Una de las premisas que se desprende del libro “La cuarta espada. La historia de Abimael Guzmán y Sendero Luminoso”, (DEBATE, 2007), es que el amor terminó aniquilando a Sendero. Su autor Santiago Roncagliolo, (Lima, 1975), cita testimonios de senderistas presos y de agentes de inteligencia, donde aseguran que los miembros del partido, tenían prohibido todo tipo de relación sentimental. Pero pese a ser una regla rigurosa dictada personalmente por el propio Guzmán, (que obligaba a los infractores a separarse de inmediato, sometiéndose a un humillante acto de contrición, exponiendo ante el comité central una severa autocrítica no exenta de palabras flagelantes), era incumplida constantemente. Las fuentes de Roncagliolo aseguran que en virtud a estos errores o “debilidades” sentimentales, se produjeron importantes capturas que a la larga fueron determinantes para derrotar a Sendero.

El corazón escapa casi siempre a los veredictos y normativas de cualquier organización civil, militar o política, y al parecer Sendero no fue la excepción.

Incluso pese a su propia prohibición, el mismo Abimael tampoco pudo evadir la tentación de rendirse al amor. Tal vez por esa carencia materna en su más tierna infancia -suplida tardíamente por su madrastra Isabel- buscó la compañía no de una, sino de dos mujeres que incluso lo sucedían en el mando: su esposa Augusta La Torre y Elena Iparraguirre, su actual pareja. Roncagliolo llega a deslizar, como tantos otros antes que él, que la primera tal vez haya sido víctima de un crimen pasional, teniendo como victimarios nada menos que a la camarada Miriam y al propio presidente Gonzalo, quienes habrían decidido asesinar a La Torre, con el propósito de perpetuar su idilio (1).
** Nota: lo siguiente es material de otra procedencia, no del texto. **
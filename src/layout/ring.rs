use std::f64::consts::PI;

use crate::error::LayoutError;
use crate::state::VirtualNode;

/// Where one vnode lands on the ring, in the same coordinate space as the
/// center passed to [`layout`].
#[derive(Debug, Clone, PartialEq)]
pub struct RingPoint {
    pub server_ref: String,
    pub x: f64,
    pub y: f64,
    pub angle_degrees: f64,
    /// `false` when the angle was spread evenly because the payload had none.
    pub explicit_angle: bool,
}

/// Places vnodes on a circle of `radius` around `(center_x, center_y)`.
///
/// Vnodes either all carry an angle or none do. Without angles, the `i`th
/// vnode of `n` sits at `i * 2π / n` in input order.
pub fn layout(
    vnodes: &[VirtualNode],
    radius: f64,
    center_x: f64,
    center_y: f64,
) -> Result<Vec<RingPoint>, LayoutError> {
    if !(radius.is_finite() && radius > 0.0) {
        return Err(LayoutError::InvalidRadius(radius));
    }

    let with_angle = vnodes.iter().filter(|v| v.angle_degrees.is_some()).count();
    let without_angle = vnodes.len() - with_angle;
    if with_angle > 0 && without_angle > 0 {
        return Err(LayoutError::MixedAngles {
            with_angle,
            without_angle,
        });
    }

    let step = if vnodes.is_empty() { 0.0 } else { 2.0 * PI / vnodes.len() as f64 };
    let points = vnodes
        .iter()
        .enumerate()
        .map(|(i, vnode)| {
            let theta = match vnode.angle_degrees {
                Some(deg) => deg.to_radians(),
                None => i as f64 * step,
            };
            RingPoint {
                server_ref: vnode.server_ref.clone(),
                x: center_x + radius * theta.cos(),
                y: center_y + radius * theta.sin(),
                angle_degrees: vnode.angle_degrees.unwrap_or_else(|| theta.to_degrees()),
                explicit_angle: vnode.angle_degrees.is_some(),
            }
        })
        .collect();
    Ok(points)
}
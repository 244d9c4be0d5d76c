use std::fmt;

use serde::{Deserialize, Serialize};

/// Health of a backend as reported by the balancer, folded from the
/// various spellings the state endpoint has used over time.
#[derive(Debug, Clone, Copy, PartialEq, Eq, Hash, Serialize, Deserialize)]
pub enum ServerStatus {
    Healthy,
    Down,
    Unknown,
}

impl ServerStatus {
    /// `HEALTHY`/`active`/`up`/`true` and `DOWN`/`inactive`/`false` style
    /// labels. Anything else is `Unknown`.
    pub fn from_label(label: &str) -> Self {
        match label.trim().to_ascii_lowercase().as_str() {
            "healthy" | "active" | "up" | "alive" | "ok" | "online" | "true" => Self::Healthy,
            "down" | "inactive" | "unhealthy" | "dead" | "offline" | "false" => Self::Down,
            _ => Self::Unknown,
        }
    }

    pub fn from_flag(active: bool) -> Self {
        if active { Self::Healthy } else { Self::Down }
    }
}

impl fmt::Display for ServerStatus {
    fn fmt(&self, f: &mut fmt::Formatter<'_>) -> fmt::Result {
        let label = match self {
            Self::Healthy => "HEALTHY",
            Self::Down => "DOWN",
            Self::Unknown => "UNKNOWN",
        };
        f.write_str(label)
    }
}

#[derive(Debug, Clone, PartialEq, Serialize, Deserialize)]
pub struct ServerRecord {
    pub name: String,
    pub ip: String,
    pub port: u16,
    pub status: ServerStatus,
    pub load_count: u64,
    pub vnode_count: u64,
    pub weight: f64,
}

/// One point on the ring. `server_ref` names a [`ServerRecord`] but the
/// server is not required to be present in the same snapshot.
#[derive(Debug, Clone, PartialEq, Serialize, Deserialize)]
pub struct VirtualNode {
    pub server_ref: String,
    pub angle_degrees: Option<f64>,
}

#[derive(Debug, Clone, PartialEq, Serialize, Deserialize)]
pub struct HistogramEntry {
    pub server_ref: String,
    pub load_count: u64,
}

/// One normalized snapshot of the balancer. Built fresh on every successful
/// poll and never mutated afterwards.
#[derive(Debug, Clone, PartialEq, Serialize, Deserialize)]
pub struct ClusterState {
    servers: Vec<ServerRecord>,
    vnodes: Vec<VirtualNode>,
    histogram: Vec<HistogramEntry>,
    ring_size: u64,
}

impl ClusterState {
    pub(crate) fn new(
        servers: Vec<ServerRecord>,
        vnodes: Vec<VirtualNode>,
        histogram: Vec<HistogramEntry>,
        ring_size: Option<u64>,
    ) -> Self {
        let ring_size = ring_size.unwrap_or(vnodes.len() as u64);
        Self {
            servers,
            vnodes,
            histogram,
            ring_size,
        }
    }

    pub fn servers(&self) -> &[ServerRecord] {
        &self.servers
    }

    pub fn vnodes(&self) -> &[VirtualNode] {
        &self.vnodes
    }

    pub fn histogram(&self) -> &[HistogramEntry] {
        &self.histogram
    }

    pub fn ring_size(&self) -> u64 {
        self.ring_size
    }

    pub fn server(&self, name: &str) -> Option<&ServerRecord> {
        self.servers.iter().find(|s| s.name == name)
    }
}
“La camarada Norah murió del corazón. El partido lo decidió así”, fue la sentencia lacónica de Iparraguirre, ante la pregunta de directa de Roncagliolo sobre el destino de la esposa de Guzmán. La respuesta es registrada en el capítulo “La abeja reina”, tal vez uno de los más logrados del libro, que detalla su encuentro personal con la mujer del líder de Sendero, en la cárcel de mujeres de Chorrillos.

Roncaglio llega hasta ahí. Esta es su mayor aproximación al corazón de la bestia. Pese a sus intentos, no puede escudriñar más en el interior del “movimiento subversivo más letal del mundo” (2).
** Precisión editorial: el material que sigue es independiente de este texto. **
pub mod http;
pub mod source;

pub use self::http::HttpStateSource;
pub use source::StateSource;
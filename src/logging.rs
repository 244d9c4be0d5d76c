use std::fs::File;
use std::io;
use std::path::Path;
use std::sync::Mutex;

use tracing_subscriber::fmt::time::LocalTime;
use tracing_subscriber::EnvFilter;

fn filter(directives: &str) -> EnvFilter {
    EnvFilter::try_new(directives).unwrap_or_else(|_| EnvFilter::new("info"))
}

/// Logs to stderr. Used when no terminal view is drawn.
pub fn init_logger(directives: &str) {
    let format = tracing_subscriber::fmt::format()
        .with_timer(LocalTime::rfc_3339())
        .with_target(false);
    tracing_subscriber::fmt()
        .event_format(format)
        .with_env_filter(filter(directives))
        .with_writer(io::stderr)
        .init();
}

/// Logs to `path`, truncating it, so the terminal view keeps the screen.
pub fn init_file_logger(directives: &str, path: &Path) -> io::Result<()> {
    let file = File::create(path)?;
    let format = tracing_subscriber::fmt::format()
        .with_timer(LocalTime::rfc_3339());
    tracing_subscriber::fmt()
        .with_ansi(false)
        .event_format(format)
        .with_env_filter(filter(directives))
        .with_writer(Mutex::new(file))
        .init();
    Ok(())
}
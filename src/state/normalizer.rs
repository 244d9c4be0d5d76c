use std::collections::HashSet;

use serde_json::{Map, Value};
use tracing::debug;

use crate::error::ShapeError;
use crate::state::model::{ClusterState, HistogramEntry, ServerRecord, ServerStatus, VirtualNode};

/// Body of one successful poll, before any shape checks.
pub type RawPayload = Value;

const IDENTITY_KEYS: &[&str] = &["name", "id"];
const IP_KEYS: &[&str] = &["ip", "host"];
const LOAD_KEYS: &[&str] = &["load_count", "loadCount", "load"];
const VNODE_COUNT_KEYS: &[&str] = &["vnodes", "vnodeCount", "vnode_count"];
const SERVER_REF_KEYS: &[&str] = &["server", "serverRef", "server_ref", "name", "id"];
const ANGLE_KEYS: &[&str] = &["angle", "angleDegrees", "angle_degrees"];

/// The payload layouts the state endpoint has been seen to return.
#[derive(Debug)]
enum PayloadShape<'a> {
    /// `[server, ...]`
    ServerList(&'a [Value]),
    /// `{"servers": [...], ...}`
    Wrapped(&'a [Value]),
    /// `{"servers", "vnodes", "requests_histogram", "ring_size"}`
    Full {
        servers: &'a [Value],
        vnodes: &'a [Value],
        histogram: &'a [Value],
        ring_size: u64,
    },
}

pub fn normalize(raw: &RawPayload) -> Result<ClusterState, ShapeError> {
    match classify(raw)? {
        PayloadShape::ServerList(items) | PayloadShape::Wrapped(items) => {
            let servers = parse_servers(items)?;
            let vnodes = synthesize_vnodes(&servers);
            let histogram = synthesize_histogram(&servers);
            Ok(ClusterState::new(servers, vnodes, histogram, None))
        }
        PayloadShape::Full {
            servers,
            vnodes,
            histogram,
            ring_size,
        } => {
            let servers = parse_servers(servers)?;
            let vnodes = vnodes
                .iter()
                .enumerate()
                .map(|(idx, v)| parse_vnode(idx, v))
                .collect::<Result<Vec<_>, _>>()?;
            let histogram = parse_histogram(histogram, &servers)?;
            Ok(ClusterState::new(servers, vnodes, histogram, Some(ring_size)))
        }
    }
}

fn classify(raw: &Value) -> Result<PayloadShape<'_>, ShapeError> {
    match raw {
        Value::Array(items) => Ok(PayloadShape::ServerList(items)),
        Value::Object(obj) => {
            let full_keys = ["servers", "vnodes", "requests_histogram", "ring_size"];
            if full_keys.iter().all(|k| obj.contains_key(*k)) {
                return Ok(PayloadShape::Full {
                    servers: array_field(obj, "servers")?,
                    vnodes: array_field(obj, "vnodes")?,
                    histogram: array_field(obj, "requests_histogram")?,
                    ring_size: count_value(&obj["ring_size"]).ok_or_else(|| {
                        invalid("ring_size", "payload", "expected a non-negative integer")
                    })?,
                });
            }
            match obj.get("servers") {
                Some(Value::Array(items)) => Ok(PayloadShape::Wrapped(items)),
                Some(other) => Err(ShapeError::Unrecognized(format!(
                    "'servers' is {}, not an array",
                    kind(other)
                ))),
                None => Err(ShapeError::Unrecognized("object without 'servers'".into())),
            }
        }
        other => Err(ShapeError::Unrecognized(kind(other).into())),
    }
}

fn array_field<'a>(
    obj: &'a Map<String, Value>,
    key: &'static str,
) -> Result<&'a [Value], ShapeError> {
    match obj.get(key) {
        Some(Value::Array(items)) => Ok(items),
        Some(other) => {
            let reason = format!("expected an array, got {}", kind(other));
            Err(invalid(key, "payload", &reason))
        }
        None => Err(invalid(key, "payload", "missing")),
    }
}

fn parse_servers(items: &[Value]) -> Result<Vec<ServerRecord>, ShapeError> {
    let mut seen = HashSet::with_capacity(items.len());
    let mut servers = Vec::with_capacity(items.len());
    for (idx, item) in items.iter().enumerate() {
        let server = parse_server(idx, item)?;
        if !seen.insert(server.name.clone()) {
            return Err(ShapeError::DuplicateServer(server.name));
        }
        servers.push(server);
    }
    Ok(servers)
}
//! Amplitude metering of the active segment
//!
//! Derives a smoothed 0..1 level from the spectral energy of the samples
//! currently being played. The meter only reads watch channels published
//! by the playback side and never touches the queue itself.

use crate::playback::{PlaybackStatus, SampleTap};
use rustfft::num_complex::Complex;
use rustfft::{Fft, FftPlanner};
use std::sync::Arc;
use std::time::Duration;
use tokio::sync::watch;
use tokio::task::JoinHandle;

/// Weight kept from the previous level on each update.
pub const SMOOTHING: f32 = 0.8;

pub const DEFAULT_FFT_SIZE: usize = 512;

pub struct VolumeAnalyzer {
    fft_size: usize,
    fft: Arc<dyn Fft<f32>>,
    window: Vec<f32>,
    level: f32,
}

impl VolumeAnalyzer {
    pub fn new(fft_size: usize) -> Self {
        let fft_size = fft_size.max(2);
        let mut planner = FftPlanner::new();
        let fft = planner.plan_fft_forward(fft_size);
        let window = (0..fft_size)
            .map(|i| {
                0.5 * (1.0 - (2.0 * std::f32::consts::PI * i as f32 / (fft_size - 1) as f32).cos())
            })
            .collect();

        Self {
            fft_size,
            fft,
            window,
            level: 0.0,
        }
    }

    pub fn level(&self) -> f32 {
        self.level
    }

    /// Fold one window of samples into the smoothed level.
    pub fn observe(&mut self, samples: &[f32]) -> f32 {
        let energy = self.spectral_energy(samples);
        self.level = SMOOTHING * self.level + (1.0 - SMOOTHING) * energy;
        self.level
    }

    pub fn reset(&mut self) {
        self.level = 0.0;
    }

    /// Mean normalized magnitude over the positive-frequency bins.
    fn spectral_energy(&self, samples: &[f32]) -> f32 {
        if samples.is_empty() {
            return 0.0;
        }

        let start = samples.len().saturating_sub(self.fft_size);
        let mut buffer: Vec<Complex<f32>> = samples[start..]
            .iter()
            .zip(self.window.iter())
            .map(|(&s, &w)| Complex::new(s * w, 0.0))
            .collect();
        buffer.resize(self.fft_size, Complex::new(0.0, 0.0));
        self.fft.process(&mut buffer);

        let bins = self.fft_size / 2;
        let scale = 2.0 / self.fft_size as f32;
        let total: f32 = buffer[..bins].iter().map(|c| c.norm() * scale).sum();
        (total / bins as f32).clamp(0.0, 1.0)
    }
}

/// Handle to a running meter task.
pub struct Meter {
    level: watch::Receiver<f32>,
    task: JoinHandle<()>,
}

impl Meter {
    pub fn level(&self) -> watch::Receiver<f32> {
        self.level.clone()
    }

    pub fn stop(&self) {
        self.task.abort();
    }
}

impl Drop for Meter {
    fn drop(&mut self) {
        self.task.abort();
    }
}

/// Sample the active segment every `period` and publish the smoothed level.
/// Without a sample tap the level stays at zero.
pub fn spawn_meter(
    status: watch::Receiver<PlaybackStatus>,
    samples: Option<SampleTap>,
    period: Duration,
) -> Meter {
    let (level_tx, level) = watch::channel(0.0f32);
    let task = tokio::spawn(async move {
        let mut analyzer = VolumeAnalyzer::new(DEFAULT_FFT_SIZE);
        let mut tick = tokio::time::interval(period);
        tick.set_missed_tick_behavior(tokio::time::MissedTickBehavior::Skip);

        loop {
            tick.tick().await;
            let playing = *status.borrow() == PlaybackStatus::Playing;
            let value = match (&samples, playing) {
                (Some(tap), true) => {
                    let window = tap.borrow().clone();
                    analyzer.observe(&window)
                }
                _ => {
                    analyzer.reset();
                    0.0
                }
            };
            level_tx.send_replace(value);
            if level_tx.is_closed() {
                break;
            }
        }
    });

    Meter { level, task }
}

#[cfg(test)]
mod tests {
    use super::*;

    fn sine(freq: f32, amplitude: f32, n: usize) -> Vec<f32> {
        (0..n)
            .map(|i| amplitude * (2.0 * std::f32::consts::PI * freq * i as f32 / 16_000.0).sin())
            .collect()
    }

    #[test]
    fn test_silence_has_no_energy() {
        let mut analyzer = VolumeAnalyzer::new(DEFAULT_FFT_SIZE);
        assert_eq!(analyzer.observe(&vec![0.0; DEFAULT_FFT_SIZE]), 0.0);
        assert_eq!(analyzer.observe(&[]), 0.0);
    }

    #[test]
    fn test_louder_signal_reads_higher() {
        let mut quiet = VolumeAnalyzer::new(DEFAULT_FFT_SIZE);
        let mut loud = VolumeAnalyzer::new(DEFAULT_FFT_SIZE);
        let q = quiet.observe(&sine(440.0, 0.1, DEFAULT_FFT_SIZE));
        let l = loud.observe(&sine(440.0, 0.9, DEFAULT_FFT_SIZE));
        assert!(q > 0.0);
        assert!(l > q);
        assert!(l <= 1.0);
    }

    #[test]
    fn test_exponential_smoothing() {
        let mut analyzer = VolumeAnalyzer::new(DEFAULT_FFT_SIZE);
        let signal = sine(1000.0, 0.8, DEFAULT_FFT_SIZE);
        let energy = analyzer.spectral_energy(&signal);

        let first = analyzer.observe(&signal);
        assert!((first - 0.2 * energy).abs() < 1e-6);
        let second = analyzer.observe(&signal);
        assert!((second - (0.8 * first + 0.2 * energy)).abs() < 1e-6);

        // converges towards the steady energy without overshooting
        for _ in 0..100 {
            analyzer.observe(&signal);
        }
        assert!(analyzer.level() <= energy + 1e-6);
        assert!(analyzer.level() > 0.99 * energy);

        analyzer.reset();
        assert_eq!(analyzer.level(), 0.0);
    }

    #[tokio::test]
    async fn test_meter_follows_playback_status() {
        let (status_tx, status_rx) = watch::channel(PlaybackStatus::Playing);
        let window: Arc<[f32]> = Arc::from(sine(440.0, 0.9, DEFAULT_FFT_SIZE));
        let (_tap_tx, tap_rx) = watch::channel(window);

        let meter = spawn_meter(status_rx, Some(tap_rx), Duration::from_millis(1));
        let mut level = meter.level();
        level.wait_for(|v| *v > 0.0).await.unwrap();

        status_tx.send_replace(PlaybackStatus::Idle);
        level.wait_for(|v| *v == 0.0).await.unwrap();
        meter.stop();
    }
}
Entendido inicialmente como un reportaje sobre la cúpula de Sendero y con la promesa de entrevistar a su líder máximo Abimael Guzmán Reinoso, para el diario El País, Roncagliolo empieza su relato desde su llegada de España. Su misión se va complicando cada vez y revelándose ante si, espacios y reflexiones nunca antes tomadas en cuenta por el autor, casi como si del Dante y su descenso al averno se tratara. Al final, el reportaje se convirtió en un libro, más por expectativas comerciales, que por méritos narrativos o aportes históricos. Pero no es precisamente la narración el problema del libro. No. Ducho al fin y al cabo en las artes de escribir (sin ser ningún talento descollante), el autor de “Abril Rojo” y de “Pudor”, nos entretiene con una prosa ligera y dinámica que captura desde el inicio hasta el final. Su principal yerro, está __________________________________
en su incansable afán de humanizar inútilmente a los integrantes del grupo que desangró nuestro país. Y no es que la intención per-sé esté errada. Son los tibios resultados que obtiene al darse una y otra vez con esa obsesión por encontrar el “detrás de” en la actitud irracional de los senderistas. Cualquiera de sus intentos por abordar la vida personal, íntima, de los protagonistas del movimiento terrorista, se dan de lleno con una muralla infranqueable: la estructura mental de sus líderes, que están regidos rigurosamente por el pensamiento guía del Presidente Gonzalo.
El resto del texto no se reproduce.